WHAT IS NEEDED
Go through the records below and count every line containing "ConsolidatedDataset". Reply with the count alone.
RECORDS FOR THE EXERCISE Start Marker
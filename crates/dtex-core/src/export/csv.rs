//! Comma-separated export.

use ::csv::WriterBuilder;

use super::{Result, TabularExport};
use crate::error::ExportError;
use crate::models::dataset::ConsolidatedDataset;

/// CSV with a header row; missing cells are empty fields.
#[derive(Debug, Clone)]
pub struct CsvExporter {
    delimiter: char,
}

impl CsvExporter {
    pub fn new() -> Self {
        Self { delimiter: ',' }
    }

    pub fn with_delimiter(mut self, delimiter: char) -> Self {
        self.delimiter = delimiter;
        self
    }
}

impl Default for CsvExporter {
    fn default() -> Self {
        Self::new()
    }
}

impl TabularExport for CsvExporter {
    fn export(&self, dataset: &ConsolidatedDataset) -> Result<Vec<u8>> {
        let delimiter = u8::try_from(self.delimiter)
            .ok()
            .filter(u8::is_ascii)
            .ok_or(ExportError::InvalidDelimiter(self.delimiter))?;

        let mut writer = WriterBuilder::new()
            .delimiter(delimiter)
            .from_writer(Vec::<u8>::new());

        writer.write_record(dataset.columns().iter().map(|c| c.label()))?;
        for row in dataset.rows() {
            writer.write_record(
                row.cells()
                    .map(|(_, value)| value.map(|v| v.to_string()).unwrap_or_default()),
            )?;
        }
        writer.flush()?;

        writer
            .into_inner()
            .map_err(|e| ExportError::Io(e.into_error()))
    }
}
RECORDS FOR THE EXERCISE End Marker
TASK RESULT
2